Tuesday, October 25, 2016

Where Writers Write: Lamar Herrin

Welcome to another installment of TNBBC's Where Writers Write!


Where Writers Write is a series that features authors as they showcase their writing spaces using short form essay, photos, and/or video. As a lover of books and all of the hard work that goes into creating them, I thought it would be fun to see where the authors roll up their sleeves and make the magic happen. 

This is Lamar Herrin.

He is the author of seven novels, including The Lies Boys Tell, House of the Deaf, and Fractures; a memoir, Romancing Spain; and numerous short stories, which have appeared in The New Yorker, Harper’s, The Paris Review and Epoch, and elsewhere. He has won a NEA fellowship, an AWP Award for the Novel, and the Paris Review’s Aga Kahn award for fiction. He is a professor emeritus from Cornell University and with his wife, Amparo Ferri, divides his time between Ithaca, New York and Valencia, Spain.
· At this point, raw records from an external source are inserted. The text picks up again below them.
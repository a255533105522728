//! In-memory store implementation.

use std::collections::BTreeMap;
use std::ops::Bound;
use std::sync::{Arc, RwLock};

use async_trait::async_trait;
use tessera_core::{Entry, StoreError, StoreKey, StoreResult, StoreValue};
use tokio::sync::broadcast;
use tracing::debug;

use crate::{KvStore, StoreEvent, DEFAULT_EVENT_CAPACITY};

/// In-process implementation of the store contract.
///
/// Backs the table with an ordered map behind an `RwLock`. Cloned handles
/// share the same table and event channel, so a mutation through one handle
/// is observed by subscribers of every other - the same visibility rule a
/// remote service gives independent clients.
///
/// Serves as the reference implementation and as the service side in tests;
/// it is not durable.
pub struct MemoryStore<K, V> {
    inner: Arc<MemoryInner<K, V>>,
}

struct MemoryInner<K, V> {
    table: RwLock<BTreeMap<K, V>>,
    events: broadcast::Sender<StoreEvent<K, V>>,
}

impl<K: StoreKey, V: StoreValue> MemoryStore<K, V> {
    /// Create an empty store with the default event capacity.
    pub fn new() -> Self {
        Self::with_event_capacity(DEFAULT_EVENT_CAPACITY)
    }

    /// Create an empty store with an explicit event channel capacity.
    pub fn with_event_capacity(capacity: usize) -> Self {
        let (events, _rx) = broadcast::channel(capacity);
        Self {
            inner: Arc::new(MemoryInner {
                table: RwLock::new(BTreeMap::new()),
                events,
            }),
        }
    }

    /// Number of entries currently in the table.
    pub fn len(&self) -> usize {
        self.inner.table.read().map(|t| t.len()).unwrap_or(0)
    }

    pub fn is_empty(&self) -> bool {
        self.len() == 0
    }

    /// Publish an event to every subscriber of this store.
    ///
    /// Mutating operations publish their own `Set`/`Delete` events; this hook
    /// exists for embedders that learn about changes out of band (and for
    /// tests injecting `SyncLost`).
    pub fn publish(&self, event: StoreEvent<K, V>) {
        let kind = event.kind();
        match self.inner.events.send(event) {
            Ok(receivers) => {
                debug!(kind, receivers, "published store event");
            }
            Err(_) => {
                // No subscribers - nothing to deliver.
                debug!(kind, "no subscribers for store event");
            }
        }
    }
}

impl<K: StoreKey, V: StoreValue> Default for MemoryStore<K, V> {
    fn default() -> Self {
        Self::new()
    }
}

impl<K, V> Clone for MemoryStore<K, V> {
    fn clone(&self) -> Self {
        Self {
            inner: Arc::clone(&self.inner),
        }
    }
}

#[async_trait]
impl<K: StoreKey, V: StoreValue> KvStore<K, V> for MemoryStore<K, V> {
    async fn get(&self, keys: &[K]) -> StoreResult<Vec<Entry<K, V>>> {
        let table = self.inner.table.read().map_err(|_| StoreError::LockPoisoned)?;
        Ok(keys
            .iter()
            .filter_map(|k| {
                table
                    .get(k)
                    .map(|v| Entry::new(k.clone(), v.clone()))
            })
            .collect())
    }

    async fn get_starting_from(
        &self,
        bound: Option<&K>,
        limit: usize,
    ) -> StoreResult<Vec<Entry<K, V>>> {
        let table = self.inner.table.read().map_err(|_| StoreError::LockPoisoned)?;
        let lower = match bound {
            Some(b) => Bound::Included(b),
            None => Bound::Unbounded,
        };
        Ok(table
            .range((lower, Bound::Unbounded))
            .take(limit)
            .map(|(k, v)| Entry::new(k.clone(), v.clone()))
            .collect())
    }

    async fn get_ending_at(
        &self,
        bound: Option<&K>,
        limit: usize,
    ) -> StoreResult<Vec<Entry<K, V>>> {
        let table = self.inner.table.read().map_err(|_| StoreError::LockPoisoned)?;
        let upper = match bound {
            Some(b) => Bound::Included(b),
            None => Bound::Unbounded,
        };
        Ok(table
            .range((Bound::Unbounded, upper))
            .rev()
            .take(limit)
            .map(|(k, v)| Entry::new(k.clone(), v.clone()))
            .collect())
    }

    async fn set(&self, entries: Vec<Entry<K, V>>) -> StoreResult<()> {
        if entries.is_empty() {
            return Ok(());
        }
        {
            let mut table = self.inner.table.write().map_err(|_| StoreError::LockPoisoned)?;
            for entry in &entries {
                table.insert(entry.key.clone(), entry.value.clone());
            }
        }
        self.publish(StoreEvent::Set(entries));
        Ok(())
    }

    async fn delete(&self, keys: &[K]) -> StoreResult<()> {
        let removed: Vec<K> = {
            let mut table = self.inner.table.write().map_err(|_| StoreError::LockPoisoned)?;
            keys.iter()
                .filter(|k| table.remove(k).is_some())
                .cloned()
                .collect()
        };
        // Only keys that were actually present constitute a visible removal.
        if !removed.is_empty() {
            self.publish(StoreEvent::Delete(removed));
        }
        Ok(())
    }

    async fn delete_all(&self) -> StoreResult<()> {
        let removed: Vec<K> = {
            let mut table = self.inner.table.write().map_err(|_| StoreError::LockPoisoned)?;
            let keys = table.keys().cloned().collect();
            table.clear();
            keys
        };
        if !removed.is_empty() {
            self.publish(StoreEvent::Delete(removed));
        }
        Ok(())
    }

    fn subscribe(&self) -> broadcast::Receiver<StoreEvent<K, V>> {
        self.inner.events.subscribe()
    }
}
FATHER FIGURE (Fomite, Oct. 25th), his new novel, is the story of a man whose father was once a small town sports hero--beloved and admired by all--who returns from WWII and the Battle of the Bulge a one-legged and deeply embittered man. In this moving novel, the son takes it on himself to figure the father out, to account for him and make him into a father whose cause he can defend. 

Where Lamar Herrin Writes

Because I fantasized out loud too many times about writing in one the cupolas, or “widows’ walks,” that sit atop many of the Italianate houses in Ithaca, New York, when our architect son, Rafael Herrin-Ferri, designed a house for my wife and me one of the first things he thought of was my writing cupola, which became, given his taste for American vernacular references, a tower of sorts that resembled from the outside a grain elevator.  So I sit atop a grain elevator looking out over one of a series of valleys that became, just north of us, the Finger Lakes, writing these words.  

The views are extraordinary, and I frequently have hawks and turkey buzzards planing past my windows.  Twice I’ve been visited by bald eagles.  I walk up to this tower in the morning, and I truly do have the sense of rising into the sky and leaving behind the clutter of daily life.  My mind seems to sharpen and rise free.  Mental and verbal baggage get left down below.  I can make myself believe that I write a cleaner sentence.  But I also remember there are people who prefer to write in closets (I once wrote a novel, American Baroque, in a walk-in closet), where there is no distraction and nothing to compete with the richness and abundance of their own words.  Wasn’t Dylan Thomas, with all that verbal exuberance of his, one of them?  No competition, no distractions, but that could be tantamount to having your nose rubbed in your own prose, and, on balance, I think I prefer having this space and these rolling valley ridges to gaze out on.